🤖 AI Summary
This work addresses the absence of sociologically grounded evaluations of disability bias in current text-to-image (T2I) models. It introduces INCLUDE-BENCH, the first large-scale benchmark for assessing disability-related biases, comprising 119K images, multidimensional prompts, and both static and dynamic scenes. For the first time in this domain, the Stereotype Content Model (SCM) from social psychology is integrated to formulate an SCM Score for quantitative bias measurement. The study reveals that all 17 mainstream T2I models exhibit a strong overreliance on wheelchair imagery when generating disability-related content, resulting in markedly reduced representational diversity. Notably, higher text-image alignment exacerbates stereotypical portrayals, underscoring a critical tendency of these models to reproduce real-world disability biases.
📝 Abstract
Text-to-image (T2I) models have been shown to exhibit social biases. Prior work has mainly focused on gender, skin tone, and cultural representation within restricted occupational associations, and emerging benchmarks increasingly incorporate these dimensions. However, disability remains systematically underexplored. Current evaluation practices often fail to align with sociologically grounded definitions of stereotyping, limiting principled assessment of representational harms toward people with disabilities (PWD).
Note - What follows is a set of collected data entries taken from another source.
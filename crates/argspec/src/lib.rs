//! Declarative command line argument matching.
//!
//! Describe arguments as [`Action`]s, register them in a [`Registry`], and
//! match a token list against them to get a [`Namespace`]:
//!
//! ```
//! use argspec::{ActionConfig, ArityMode, Conversion, Registry, Value};
//!
//! let registry = Registry::build(|r| {
//!     r.register(ActionConfig::count(["-v", "--verbose"]))?;
//!     r.register(ActionConfig::option(["-n"]).convert(Conversion::parse::<i64>()))?;
//!     r.register(ActionConfig::positional("files").arity(ArityMode::ZeroOrMore))?;
//!     r.register(ActionConfig::positional("out"))?;
//!     Ok(())
//! })?;
//!
//! let ns = registry.parse(["-vv", "a", "-n", "92", "b", "c"])?;
//! assert_eq!(ns["verbose"], Value::Int(2));
//! assert_eq!(ns["n"], Value::Int(92));
//! assert_eq!(ns.get_as::<Vec<String>>("files")?, ["a", "b"]);
//! assert_eq!(ns["out"], Value::from("c"));
//! # Ok::<(), Box<dyn std::error::Error>>(())
//! ```
//!
//! The same registry can be written with the [`actions!`] macro.

mod action;
mod error;
mod matcher;
mod namespace;
mod partition;
mod registry;
mod value;

pub use argspec_macros::actions;

pub use crate::{
    action::{Action, ActionConfig, ActionKind, ArityMode, Conversion},
    error::{ConfigError, Error, ErrorKind, MatchError, Result, Unrecognized},
    namespace::{Matches, Namespace},
    partition::partition_positionals,
    registry::{Registry, Settings},
    value::{Value, ValueError},
};
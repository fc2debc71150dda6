use std::collections::HashMap;

use crate::{
    matcher::Matcher, Action, ActionConfig, ConfigError, MatchError, Matches, Namespace,
};

/// Registry-wide parsing settings.
#[derive(Debug, Clone, PartialEq, Eq)]
pub struct Settings {
    /// Characters that start an option string.
    pub prefix_chars: String,
    /// Accept unambiguous (first registered) prefixes of long options,
    /// e.g. `--verb` for `--verbose`.
    pub allow_abbrev: bool,
}

impl Default for Settings {
    fn default() -> Settings {
        Settings { prefix_chars: "-".to_string(), allow_abbrev: false }
    }
}

/// An ordered list of actions, ready to parse tokens.
///
/// Registration order is matching order for positionals and priority order
/// for abbreviated long options.
#[derive(Debug, Clone, Default)]
pub struct Registry {
    settings: Settings,
    actions: Vec<Action>,
    options: HashMap<String, usize>,
    has_negative_number_options: bool,
}

/// How the matcher sees a single token.
#[derive(Debug, Clone, PartialEq, Eq)]
pub(crate) enum Class {
    Option { action: usize, option: String, explicit: Option<String> },
    UnknownOption,
    Positional,
}

impl Registry {
    pub fn new() -> Registry {
        Registry::default()
    }

    pub fn with_settings(settings: Settings) -> Result<Registry, ConfigError> {
        if settings.prefix_chars.is_empty() {
            return Err(ConfigError::EmptyPrefixChars);
        }
        Ok(Registry { settings, ..Registry::default() })
    }

    /// Runs `f` against a fresh registry, returning it once every
    /// registration succeeded.
    pub fn build<F>(f: F) -> Result<Registry, ConfigError>
    where
        F: FnOnce(&mut Registry) -> Result<(), ConfigError>,
    {
        let mut res = Registry::new();
        f(&mut res)?;
        Ok(res)
    }

    pub fn register(&mut self, config: ActionConfig) -> Result<&Action, ConfigError> {
        let action = Action::with_prefix_chars(config, &self.settings.prefix_chars)?;

        if self.get(action.dest()).is_some() {
            return Err(ConfigError::DuplicateDest(action.dest().to_string()));
        }
        for (i, option) in action.option_strings().iter().enumerate() {
            let existing = match self.options.get(option) {
                Some(&idx) => Some(self.actions[idx].dest()),
                None if action.option_strings()[..i].contains(option) => Some(action.dest()),
                None => None,
            };
            if let Some(existing) = existing {
                return Err(ConfigError::ConflictingOptionString {
                    option: option.clone(),
                    dest: action.dest().to_string(),
                    existing: existing.to_string(),
                });
            }
        }

        let idx = self.actions.len();
        for option in action.option_strings() {
            if self.is_negative_number(option) {
                self.has_negative_number_options = true;
            }
            self.options.insert(option.clone(), idx);
        }
        log::debug!("registered `{}` as {}", action.display_name(), action.dest());
        self.actions.push(action);
        Ok(&self.actions[idx])
    }

    pub fn actions(&self) -> &[Action] {
        &self.actions
    }

    pub fn get(&self, dest: &str) -> Option<&Action> {
        self.actions.iter().find(|it| it.dest() == dest)
    }

    pub fn settings(&self) -> &Settings {
        &self.settings
    }

    /// Parses `tokens`, failing on anything no action claims.
    pub fn parse<I, S>(&self, tokens: I) -> Result<Namespace, MatchError>
    where
        I: IntoIterator<Item = S>,
        S: Into<String>,
    {
        let matches = self.parse_known(tokens)?;
        if !matches.extras.is_empty() {
            return Err(MatchError::UnrecognizedArguments { tokens: matches.extras });
        }
        Ok(matches.namespace)
    }

    /// Parses `tokens`, handing back unclaimed ones instead of failing.
    pub fn parse_known<I, S>(&self, tokens: I) -> Result<Matches, MatchError>
    where
        I: IntoIterator<Item = S>,
        S: Into<String>,
    {
        let tokens = tokens.into_iter().map(Into::into).collect::<Vec<String>>();
        Matcher::new(self, &tokens).run()
    }

    pub(crate) fn classify(&self, token: &str) -> Class {
        let mut chars = token.chars();
        match chars.next() {
            Some(c) if self.is_prefix(c) => (),
            _ => return Class::Positional,
        }
        if let Some(&action) = self.options.get(token) {
            return Class::Option { action, option: token.to_string(), explicit: None };
        }
        let second = match chars.next() {
            Some(c) => c,
            None => return Class::Positional,
        };

        if let Some((option, explicit)) = token.split_once('=') {
            if let Some(&action) = self.options.get(option) {
                let explicit = Some(explicit.to_string());
                return Class::Option { action, option: option.to_string(), explicit };
            }
        }

        if !self.is_prefix(second) {
            let split = token.len() - chars.as_str().len();
            if let Some(&action) = self.options.get(&token[..split]) {
                let explicit = Some(token[split..].to_string());
                return Class::Option { action, option: token[..split].to_string(), explicit };
            }
        } else if self.settings.allow_abbrev {
            if let Some(class) = self.abbreviation(token) {
                return class;
            }
        }

        if self.is_negative_number(token) && !self.has_negative_number_options {
            return Class::Positional;
        }
        if token.contains(' ') {
            return Class::Positional;
        }
        Class::UnknownOption
    }

    /// Looks up `-x` in a `-xyz` cluster, keeping the cluster's own prefix.
    pub(crate) fn short_option(&self, prefix: char, c: char, rest: &str) -> Option<Class> {
        let option = format!("{prefix}{c}");
        let &action = self.options.get(&option)?;
        let explicit = if rest.is_empty() { None } else { Some(rest.to_string()) };
        Some(Class::Option { action, option, explicit })
    }

    pub(crate) fn is_short(&self, option: &str) -> bool {
        let mut chars = option.chars();
        let (first, second) = (chars.next(), chars.next());
        first.is_some() && second.map_or(false, |c| !self.is_prefix(c)) && chars.next().is_none()
    }

    fn abbreviation(&self, token: &str) -> Option<Class> {
        let (prefix, explicit) = match token.split_once('=') {
            Some((prefix, explicit)) => (prefix, Some(explicit.to_string())),
            None => (token, None),
        };
        if prefix.chars().count() <= 2 {
            return None;
        }
        self.actions.iter().enumerate().find_map(|(action, it)| {
            let option = it.option_strings().iter().find(|option| option.starts_with(prefix))?;
            log::trace!("`{token}` abbreviates `{option}`");
            Some(Class::Option { action, option: option.clone(), explicit: explicit.clone() })
        })
    }

    fn is_prefix(&self, c: char) -> bool {
        self.settings.prefix_chars.contains(c)
    }

    /// `-5` or `-.5`, `-1.25`; no exponents, no trailing dot.
    fn is_negative_number(&self, token: &str) -> bool {
        let digits = match token.strip_prefix('-') {
            Some(it) => it,
            None => return false,
        };
        let all_digits = |s: &str| s.bytes().all(|b| b.is_ascii_digit());
        match digits.split_once('.') {
            None => !digits.is_empty() && all_digits(digits),
            Some((int, frac)) => !frac.is_empty() && all_digits(int) && all_digits(frac),
        }
    }
}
To address this, we introduce INCLUDE-BENCH, the first large-scale benchmark for evaluating disability-related bias in T2I models. INCLUDE-BENCH comprises 119K generated images based on prompt design across multiple bias dimensions and both static and dynamic contexts. We evaluate 15 open-source and 2 closed-source models. Our key findings reveal that: (1) mobility-impaired and default disability prompts predominantly yield wheelchair depictions across all models; (2) disability-conditioned generations consistently exhibit less diversity; (3) stereotypical portrayals demonstrate stronger disability-text alignment; and (4) we introduce the Stereotype Content Model (SCM) Score, demonstrating that T2I models reflect real-world stereotypical associations.